Göle | Well, now I am getting more theoretical. One understanding of secularism, especially in the Turkish case, meant the exclusion of religion from the public sphere. In that sense, it was similar to the French understanding. That is why the headscarf debate has been and still is central to the debates in both countries, although they are very different in terms of their historical and cultural backgrounds.

Secularism in the French case is now trying to be even more hegemonic and more didactic and therefore keeping this view of secularism with new legislation to ban all sorts of public signs, like headscarves and burkas from the public life, including not only in schools but in the streets as well.

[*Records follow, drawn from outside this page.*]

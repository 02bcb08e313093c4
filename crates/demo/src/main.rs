// File: crates/demo/src/main.rs
// Summary: Demo loads a region x year grid (CSV or JSON), runs the chart pipeline and prints the result as JSON.

use anyhow::{Context, Result};
use std::path::{Path, PathBuf};
use tabchart_core::{prepare_chart, summarize, ChartMode, ChartRequest, RawGrid};
use tracing::{info, warn};
use tracing_subscriber::{fmt, EnvFilter};

struct Args {
    path: String,
    mode: ChartMode,
    years: Vec<i32>,
    target: Option<i32>,
    compact: bool,
}

fn main() -> Result<()> {
    let env = EnvFilter::try_from_default_env().unwrap_or_else(|_| EnvFilter::new("info"));
    fmt::Subscriber::builder().with_env_filter(env).with_writer(std::io::stderr).init();

    let args = parse_args(std::env::args().skip(1))?;
    let (grid, path) = load_grid(&args.path)?;
    info!(path = %path.display(), rows = grid.row_count(), columns = grid.column_count(), "loaded grid");
    if grid.row_count() < 2 {
        warn!("grid has no data rows; output will be empty");
    }

    let request = ChartRequest { mode: args.mode, years: args.years, target_year: args.target };
    let chart = prepare_chart(&grid, &request);
    if chart.is_empty() {
        warn!(mode = %chart.mode, "no data for this selection");
    } else {
        info!(
            mode = %chart.mode,
            orientation = ?chart.orientation,
            categories = chart.series.category_labels.len(),
            series = chart.series.len(),
            "prepared chart"
        );
    }

    let out = serde_json::json!({
        "chart": chart,
        "summary": summarize(&grid),
    });
    let text = if args.compact { serde_json::to_string(&out)? } else { serde_json::to_string_pretty(&out)? };
    println!("{text}");
    Ok(())
}

fn usage() -> &'static str {
    "usage: tabchart-demo <grid.csv|grid.json> [bar|line|pie|doughnut] [--years 2022,2023] [--target 2023] [--json]"
}

fn parse_args(mut it: impl Iterator<Item = String>) -> Result<Args> {
    let mut path = None;
    let mut mode = None;
    let mut years = Vec::new();
    let mut target = None;
    let mut compact = false;

    while let Some(arg) = it.next() {
        match arg.as_str() {
            "--years" => {
                let raw = it.next().context("--years needs a comma-separated list")?;
                years = raw
                    .split(',')
                    .filter(|s| !s.trim().is_empty())
                    .map(|s| s.trim().parse::<i32>().with_context(|| format!("bad year '{s}'")))
                    .collect::<Result<Vec<i32>>>()?;
            }
            "--target" => {
                let raw = it.next().context("--target needs a year")?;
                target = Some(raw.trim().parse::<i32>().with_context(|| format!("bad target year '{raw}'"))?);
            }
            "--json" => compact = true,
            "-h" | "--help" => anyhow::bail!(usage()),
            _ if path.is_none() => path = Some(arg),
            _ if mode.is_none() => mode = Some(arg.parse::<ChartMode>()?),
            _ => anyhow::bail!("unexpected argument '{arg}'\n{}", usage()),
        }
    }

    Ok(Args {
        path: path.unwrap_or_else(|| "crates/demo/data/penduduk.csv".to_string()),
        mode: mode.unwrap_or_default(),
        years,
        target,
        compact,
    })
}

/// Grid formats the demo can read, keyed by file extension.
#[derive(Clone, Copy)]
enum GridFormat {
    Csv,
    Json,
}

impl GridFormat {
    fn of(path: &Path) -> Self {
        match path.extension().map(|e| e.to_string_lossy().to_lowercase()).as_deref() {
            Some("json") => GridFormat::Json,
            _ => GridFormat::Csv,
        }
    }

    fn other(self) -> Self {
        match self {
            GridFormat::Csv => GridFormat::Json,
            GridFormat::Json => GridFormat::Csv,
        }
    }

    fn extension(self) -> &'static str {
        match self {
            GridFormat::Csv => "csv",
            GridFormat::Json => "json",
        }
    }

    fn load(self, path: &Path) -> Result<RawGrid> {
        let grid = match self {
            GridFormat::Csv => RawGrid::from_csv_path(path)?,
            GridFormat::Json => RawGrid::from_json_path(path)?,
        };
        Ok(grid)
    }
}

/// Load the grid at `raw`; when it is missing, fall back to the same stem in
/// the other format (`data.csv` -> `data.json`). Returns the path actually read.
fn load_grid(raw: &str) -> Result<(RawGrid, PathBuf)> {
    let requested = PathBuf::from(raw);
    let format = GridFormat::of(&requested);
    let (path, format) = if requested.exists() {
        (requested, format)
    } else {
        let fallback = requested.with_extension(format.other().extension());
        if !fallback.exists() {
            anyhow::bail!("file not found: {}", requested.display());
        }
        info!("{} missing; reading {} instead", requested.display(), fallback.display());
        (fallback, format.other())
    };
    let grid = format.load(&path).with_context(|| format!("failed to load grid '{}'", path.display()))?;
    Ok((grid, path))
}
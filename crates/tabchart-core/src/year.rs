// File: crates/tabchart-core/src/year.rs
// Summary: Year recognition helpers shared by the header resolver, row filter and series builder.

use once_cell::sync::Lazy;
use regex::Regex;

use crate::cell::Cell;
use crate::types::TransformOptions;

/// Optional leading text, then a standalone four-digit run at the end: `2022`, `Tahun 2022`.
static YEAR_SUFFIX: Lazy<Regex> =
    Lazy::new(|| Regex::new(r"^(?:.*[^0-9])?([0-9]{4})$").expect("valid year regex"));
static DIGIT_RUN: Lazy<Regex> = Lazy::new(|| Regex::new(r"[0-9]+").expect("valid digit regex"));
static BARE_FOUR_DIGITS: Lazy<Regex> = Lazy::new(|| Regex::new(r"^[0-9]{4}$").expect("valid regex"));

/// True when the cell reads as a calendar-year column label.
pub fn is_yearlike(cell: &Cell, opts: &TransformOptions) -> bool {
    match cell {
        Cell::Empty => false,
        Cell::Number(n) => n.fract() == 0.0 && n.abs() < 1e9 && opts.is_year(*n as i64),
        Cell::Text(s) => YEAR_SUFFIX
            .captures(s.trim())
            .and_then(|caps| caps[1].parse::<i64>().ok())
            .is_some_and(|y| opts.is_year(y)),
    }
}

/// True when every label cell of `row` (all but the first) is year-like.
/// A row without label cells is never year-like.
pub fn row_is_yearlike(row: &[Cell], opts: &TransformOptions) -> bool {
    row.len() > 1 && row[1..].iter().all(|c| is_yearlike(c, opts))
}

/// First standalone four-digit run in `text` that falls in the year range.
pub fn extract_year(text: &str, opts: &TransformOptions) -> Option<i32> {
    DIGIT_RUN
        .find_iter(text)
        .filter(|m| m.as_str().len() == 4)
        .filter_map(|m| m.as_str().parse::<i32>().ok())
        .find(|y| opts.is_year(i64::from(*y)))
}

/// A cell that is nothing but four digits (any value, not range-checked).
pub fn is_bare_four_digit(cell: &Cell) -> bool {
    match cell {
        Cell::Empty => false,
        Cell::Number(n) => n.fract() == 0.0 && (1000.0..=9999.0).contains(n),
        Cell::Text(s) => BARE_FOUR_DIGITS.is_match(s.trim()),
    }
}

In Turkey the situation is almost the contrary, because religion is making its way into public life even more, and the religious-secular divide is not maintained as it used to be. There are new compositions, new articulations. In that sense, Erdog?an and AKP power can be read as a post-secular experience, which does not mean the alternating choices between either Islam or secularism, but going beyond the divide and searching for new articulations that will not lead to exclusionary practices.

Of course, each move is a test of whether the AKP can maintain this “in-between-ness.” If they lose the in-between-ness, this articulation between the two, then I would not consider the AKP experience as successful. Each time it is a new articulation between religious and secular, intermingling one with the other. The question is not becoming Islamic or secular, it is how to articulate both.

Until now, the AKP has been maintaining this in-between, because of the three concentric transformations that I have mentioned above. But this doesn’t mean that there are no problems, because it is very complex, because this process of demilitarization means we need to figure out how secularism is now related with democracy, not with military guarantor-ism, how democracy can be a guarantor of pluralism, and not the other way around.

In that way, what happens with the AKP concerns all of us. Pluralism must be a choreography among many actors, not just one. Otherwise it is totalitarianism or the tyranny of the majority.

NPQ | You have also written about the discrimination that Muslim immigrants in Europe are facing. Where are these issues headed and how can we further overcome these issues of discrimination?

Göle | Europe is defining itself more and more as a Judeo-Christian civilization and distinguishing and distancing itself from Islam. Part of the story in Europe is the constellation of different civilizations, not only Christian, but also Russian and Ottoman, and I think we need to also create the hyphen between Judeo-Islamic.

The tension with Israel for Turkey should not translate itself as against Judaism or against the Jewish identity, because that would mean pulling on the trap of this binary oppositional way of thinking, instead of being mediators in between. It’s a whole question of hyphens and what I call inter-penetration that reminds of confrontation, force and violence but also proximity.

In Europe, things can change on an everyday basis. For the time being, Europe has become very much obsessed with national identities and giving up the European project itself, which is the inspiration to go beyond national identities. So once you start to talk about European identity, it is a way of confessing weakness.

In Turkey, paradoxically, Muslim conservative people are not talking about identities; they speak of democracy. It is the nationalists who speak of identity. Similarly in Europe, the nationalists have these strong aspirations to assert identity, at the exclusion of Muslim migrants.